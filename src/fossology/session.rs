//! Remote session abstraction.
//!
//! # Architecture
//!
//! - [`RemoteSession`]: an authenticated connection to the scanning host. Held
//!   by the pool while idle and checked out for a single command.
//! - [`ExecChannel`]: one command execution on a session.
//! - [`SessionConnector`]: opens new sessions using the identity registry.
//! - [`SshClientHandler`]: russh client handler that consults a
//!   [`HostKeyVerifier`] before accepting the server key.
//!
//! The russh-backed implementations live in [`crate::fossology::client`].

use std::sync::Arc;
use std::time::Duration;

use async_trait::async_trait;
use chrono::{DateTime, Utc};
use russh::{client, keys};
use serde::{Deserialize, Serialize};
use tokio::io::AsyncRead;
use tracing::{debug, warn};
use uuid::Uuid;

use crate::fossology::credentials::IdentityRegistry;
use crate::fossology::error::SessionError;
use crate::fossology::hostkey::{HostKeyVerdict, HostKeyVerifier};

/// Session metadata for logging and pool bookkeeping.
#[derive(Debug, Clone, PartialEq, Eq, Serialize, Deserialize)]
pub struct SessionInfo {
    pub session_id: Uuid,
    pub host: String,
    pub port: u16,
    pub username: String,
    pub connected_at: DateTime<Utc>,
}

impl SessionInfo {
    pub fn new(host: impl Into<String>, port: u16, username: impl Into<String>) -> Self {
        Self {
            session_id: Uuid::new_v4(),
            host: host.into(),
            port,
            username: username.into(),
            connected_at: Utc::now(),
        }
    }
}

/// Message received on an exec channel.
#[derive(Debug, Clone, PartialEq, Eq)]
pub enum ChannelEvent {
    Stdout(Vec<u8>),
    Stderr(Vec<u8>),
    ExitStatus(u32),
    Eof,
    Closed,
}

/// A single command execution on a remote session.
#[async_trait]
pub trait ExecChannel: Send {
    /// Start `command` on the remote side.
    async fn exec(&mut self, command: &str) -> Result<(), SessionError>;

    /// Stream `input` to the command's stdin, then signal end of input.
    async fn send_stdin(
        &mut self,
        input: &mut (dyn AsyncRead + Unpin + Send),
    ) -> Result<(), SessionError>;

    /// Next message from the remote side; `None` once the channel is gone.
    ///
    /// Must be cancel safe: the executor polls it under short timeouts.
    async fn next_event(&mut self) -> Option<ChannelEvent>;

    async fn close(&mut self);
}

/// Authenticated connection to the scanning host.
#[async_trait]
pub trait RemoteSession: Send + Sync {
    fn info(&self) -> &SessionInfo;

    fn is_connected(&self) -> bool;

    async fn open_exec(&self) -> Result<Box<dyn ExecChannel>, SessionError>;

    async fn disconnect(&self);
}

/// Opens new remote sessions.
#[async_trait]
pub trait SessionConnector: Send + Sync {
    /// Connect and authenticate with the identity held by `registry`.
    async fn connect(
        &self,
        registry: &mut IdentityRegistry,
        timeout: Duration,
    ) -> Result<Box<dyn RemoteSession>, SessionError>;
}

/// Client handler for russh that verifies host keys.
///
/// The SHA-256 fingerprint of the server key is checked against the verifier;
/// only a [`HostKeyVerdict::Trusted`] verdict lets the handshake continue.
pub struct SshClientHandler {
    host: String,
    verifier: Arc<dyn HostKeyVerifier>,
}

impl SshClientHandler {
    pub fn new(host: impl Into<String>, verifier: Arc<dyn HostKeyVerifier>) -> Self {
        Self {
            host: host.into(),
            verifier,
        }
    }
}

impl client::Handler for SshClientHandler {
    type Error = russh::Error;

    async fn check_server_key(
        &mut self,
        server_public_key: &keys::PublicKey,
    ) -> Result<bool, Self::Error> {
        let fingerprint = server_public_key
            .fingerprint(keys::HashAlg::Sha256)
            .to_string();

        match self.verifier.verify(&self.host, &fingerprint).await {
            HostKeyVerdict::Trusted => {
                debug!("Host key {} of {} trusted", fingerprint, self.host);
                Ok(true)
            }
            verdict => {
                warn!(
                    "Rejecting host key {} of {}: {:?}",
                    fingerprint, self.host, verdict
                );
                Ok(false)
            }
        }
    }
}
//! Release, upload and status model.
//!
//! [`ExternalStatus`] carries an explicit severity table declared once in
//! [`ExternalStatus::severity`]; every comparison between statuses goes through
//! it. [`ClearingState`] is ordered by declaration.

use std::cmp::Ordering;
use std::collections::BTreeMap;
use std::fmt;
use std::str::FromStr;

use chrono::{DateTime, Utc};
use serde::{Deserialize, Serialize};

/// Team name the record keeping system assigns when no clearing team is known.
pub const UNKNOWN_TEAM: &str = "Unknown";

/// Status of a release upload as seen by one requesting team on the scanning server.
#[derive(Debug, Clone, Copy, PartialEq, Eq, Hash, Serialize, Deserialize)]
#[serde(rename_all = "SCREAMING_SNAKE_CASE")]
pub enum ExternalStatus {
    NotSent,
    ConnectionFailed,
    Error,
    NonExistent,
    Inaccessible,
    Rejected,
    Sent,
    Scanning,
    Open,
    InProgress,
    Closed,
    ReportAvailable,
}

impl ExternalStatus {
    /// Position of the status in the total order.
    pub const fn severity(self) -> u8 {
        match self {
            ExternalStatus::NotSent => 0,
            ExternalStatus::ConnectionFailed => 10,
            ExternalStatus::Error => 20,
            ExternalStatus::NonExistent => 30,
            ExternalStatus::Inaccessible => 40,
            ExternalStatus::Rejected => 50,
            ExternalStatus::Sent => 60,
            ExternalStatus::Scanning => 70,
            ExternalStatus::Open => 80,
            ExternalStatus::InProgress => 90,
            ExternalStatus::Closed => 100,
            ExternalStatus::ReportAvailable => 110,
        }
    }

    /// Map the integer code printed by the remote status script.
    ///
    /// Unknown codes map to [`ExternalStatus::Error`].
    pub fn from_code(code: i64) -> Self {
        match code {
            0 => ExternalStatus::ConnectionFailed,
            1 => ExternalStatus::Error,
            2 => ExternalStatus::NonExistent,
            3 => ExternalStatus::NotSent,
            4 => ExternalStatus::Inaccessible,
            10 => ExternalStatus::Sent,
            11 => ExternalStatus::Scanning,
            20 => ExternalStatus::Open,
            21 => ExternalStatus::InProgress,
            22 => ExternalStatus::Closed,
            23 => ExternalStatus::Rejected,
            30 => ExternalStatus::ReportAvailable,
            _ => ExternalStatus::Error,
        }
    }

    /// Sentinel statuses produced when the scanning server could not be asked.
    pub fn is_error(self) -> bool {
        matches!(self, ExternalStatus::ConnectionFailed | ExternalStatus::Error)
    }

    /// Whether the upload is visible to the team on the scanning server.
    pub fn is_visible(self) -> bool {
        self >= ExternalStatus::Sent
    }

    pub fn as_str(self) -> &'static str {
        match self {
            ExternalStatus::NotSent => "NOT_SENT",
            ExternalStatus::ConnectionFailed => "CONNECTION_FAILED",
            ExternalStatus::Error => "ERROR",
            ExternalStatus::NonExistent => "NON_EXISTENT",
            ExternalStatus::Inaccessible => "INACCESSIBLE",
            ExternalStatus::Rejected => "REJECTED",
            ExternalStatus::Sent => "SENT",
            ExternalStatus::Scanning => "SCANNING",
            ExternalStatus::Open => "OPEN",
            ExternalStatus::InProgress => "IN_PROGRESS",
            ExternalStatus::Closed => "CLOSED",
            ExternalStatus::ReportAvailable => "REPORT_AVAILABLE",
        }
    }
}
============================================================
Reproduce the whole listing without changing anything.

* **TASK RESULT**
filename src/fossology/session.rs
//! Remote session abstraction.
//!
//! # Architecture
//!
//! - [`RemoteSession`]: an authenticated connection to the scanning host. Held
//!   by the pool while idle and checked out for a single command.
//! - [`ExecChannel`]: one command execution on a session.
//! - [`SessionConnector`]: opens new sessions using the identity registry.
//! - [`SshClientHandler`]: russh client handler that consults a
//!   [`HostKeyVerifier`] before accepting the server key.
//!
//! The russh-backed implementations live in [`crate::fossology::client`].

use std::sync::Arc;
use std::time::Duration;

use async_trait::async_trait;
use chrono::{DateTime, Utc};
use russh::{client, keys};
use serde::{Deserialize, Serialize};
use tokio::io::AsyncRead;
use tracing::{debug, warn};
use uuid::Uuid;

use crate::fossology::credentials::IdentityRegistry;
use crate::fossology::error::SessionError;
use crate::fossology::hostkey::{HostKeyVerdict, HostKeyVerifier};

/// Session metadata for logging and pool bookkeeping.
#[derive(Debug, Clone, PartialEq, Eq, Serialize, Deserialize)]
pub struct SessionInfo {
    pub session_id: Uuid,
    pub host: String,
    pub port: u16,
    pub username: String,
    pub connected_at: DateTime<Utc>,
}

impl SessionInfo {
    pub fn new(host: impl Into<String>, port: u16, username: impl Into<String>) -> Self {
        Self {
            session_id: Uuid::new_v4(),
            host: host.into(),
            port,
            username: username.into(),
            connected_at: Utc::now(),
        }
    }
}

/// Message received on an exec channel.
#[derive(Debug, Clone, PartialEq, Eq)]
pub enum ChannelEvent {
    Stdout(Vec<u8>),
    Stderr(Vec<u8>),
    ExitStatus(u32),
    Eof,
    Closed,
}

/// A single command execution on a remote session.
#[async_trait]
pub trait ExecChannel: Send {
    /// Start `command` on the remote side.
    async fn exec(&mut self, command: &str) -> Result<(), SessionError>;

    /// Stream `input` to the command's stdin, then signal end of input.
    async fn send_stdin(
        &mut self,
        input: &mut (dyn AsyncRead + Unpin + Send),
    ) -> Result<(), SessionError>;

    /// Next message from the remote side; `None` once the channel is gone.
    ///
    /// Must be cancel safe: the executor polls it under short timeouts.
    async fn next_event(&mut self) -> Option<ChannelEvent>;

    async fn close(&mut self);
}

/// Authenticated connection to the scanning host.
#[async_trait]
pub trait RemoteSession: Send + Sync {
    fn info(&self) -> &SessionInfo;

    fn is_connected(&self) -> bool;

    async fn open_exec(&self) -> Result<Box<dyn ExecChannel>, SessionError>;

    async fn disconnect(&self);
}

/// Opens new remote sessions.
#[async_trait]
pub trait SessionConnector: Send + Sync {
    /// Connect and authenticate with the identity held by `registry`.
    async fn connect(
        &self,
        registry: &mut IdentityRegistry,
        timeout: Duration,
    ) -> Result<Box<dyn RemoteSession>, SessionError>;
}

/// Client handler for russh that verifies host keys.
///
/// The SHA-256 fingerprint of the server key is checked against the verifier;
/// only a [`HostKeyVerdict::Trusted`] verdict lets the handshake continue.
pub struct SshClientHandler {
    host: String,
    verifier: Arc<dyn HostKeyVerifier>,
}

impl SshClientHandler {
    pub fn new(host: impl Into<String>, verifier: Arc<dyn HostKeyVerifier>) -> Self {
        Self {
            host: host.into(),
            verifier,
        }
    }
}

impl client::Handler for SshClientHandler {
    type Error = russh::Error;

    async fn check_server_key(
        &mut self,
        server_public_key: &keys::PublicKey,
    ) -> Result<bool, Self::Error> {
        let fingerprint = server_public_key
            .fingerprint(keys::HashAlg::Sha256)
            .to_string();

        match self.verifier.verify(&self.host, &fingerprint).await {
            HostKeyVerdict::Trusted => {
                debug!("Host key {} of {} trusted", fingerprint, self.host);
                Ok(true)
            }
            verdict => {
                warn!(
                    "Rejecting host key {} of {}: {:?}",
                    fingerprint, self.host, verdict
                );
                Ok(false)
            }
        }
    }
}
//! Release, upload and status model.
//!
//! [`ExternalStatus`] carries an explicit severity table declared once in
//! [`ExternalStatus::severity`]; every comparison between statuses goes through
//! it. [`ClearingState`] is ordered by declaration.

use std::cmp::Ordering;
use std::collections::BTreeMap;
use std::fmt;
use std::str::FromStr;

use chrono::{DateTime, Utc};
use serde::{Deserialize, Serialize};

/// Team name the record keeping system assigns when no clearing team is known.
pub const UNKNOWN_TEAM: &str = "Unknown";

/// Status of a release upload as seen by one requesting team on the scanning server.
#[derive(Debug, Clone, Copy, PartialEq, Eq, Hash, Serialize, Deserialize)]
#[serde(rename_all = "SCREAMING_SNAKE_CASE")]
pub enum ExternalStatus {
    NotSent,
    ConnectionFailed,
    Error,
    NonExistent,
    Inaccessible,
    Rejected,
    Sent,
    Scanning,
    Open,
    InProgress,
    Closed,
    ReportAvailable,
}

impl ExternalStatus {
    /// Position of the status in the total order.
    pub const fn severity(self) -> u8 {
        match self {
            ExternalStatus::NotSent => 0,
            ExternalStatus::ConnectionFailed => 10,
            ExternalStatus::Error => 20,
            ExternalStatus::NonExistent => 30,
            ExternalStatus::Inaccessible => 40,
            ExternalStatus::Rejected => 50,
            ExternalStatus::Sent => 60,
            ExternalStatus::Scanning => 70,
            ExternalStatus::Open => 80,
            ExternalStatus::InProgress => 90,
            ExternalStatus::Closed => 100,
            ExternalStatus::ReportAvailable => 110,
        }
    }

    /// Map the integer code printed by the remote status script.
    ///
    /// Unknown codes map to [`ExternalStatus::Error`].
    pub fn from_code(code: i64) -> Self {
        match code {
            0 => ExternalStatus::ConnectionFailed,
            1 => ExternalStatus::Error,
            2 => ExternalStatus::NonExistent,
            3 => ExternalStatus::NotSent,
            4 => ExternalStatus::Inaccessible,
            10 => ExternalStatus::Sent,
            11 => ExternalStatus::Scanning,
            20 => ExternalStatus::Open,
            21 => ExternalStatus::InProgress,
            22 => ExternalStatus::Closed,
            23 => ExternalStatus::Rejected,
            30 => ExternalStatus::ReportAvailable,
            _ => ExternalStatus::Error,
        }
    }

    /// Sentinel statuses produced when the scanning server could not be asked.
    pub fn is_error(self) -> bool {
        matches!(self, ExternalStatus::ConnectionFailed | ExternalStatus::Error)
    }

    /// Whether the upload is visible to the team on the scanning server.
    pub fn is_visible(self) -> bool {
        self >= ExternalStatus::Sent
    }

    pub fn as_str(self) -> &'static str {
        match self {
            ExternalStatus::NotSent => "NOT_SENT",
            ExternalStatus::ConnectionFailed => "CONNECTION_FAILED",
            ExternalStatus::Error => "ERROR",
            ExternalStatus::NonExistent => "NON_EXISTENT",
            ExternalStatus::Inaccessible => "INACCESSIBLE",
            ExternalStatus::Rejected => "REJECTED",
            ExternalStatus::Sent => "SENT",
            ExternalStatus::Scanning => "SCANNING",
            ExternalStatus::Open => "OPEN",
            ExternalStatus::InProgress => "IN_PROGRESS",
            ExternalStatus::Closed => "CLOSED",
            ExternalStatus::ReportAvailable => "REPORT_AVAILABLE",
        }
    }
}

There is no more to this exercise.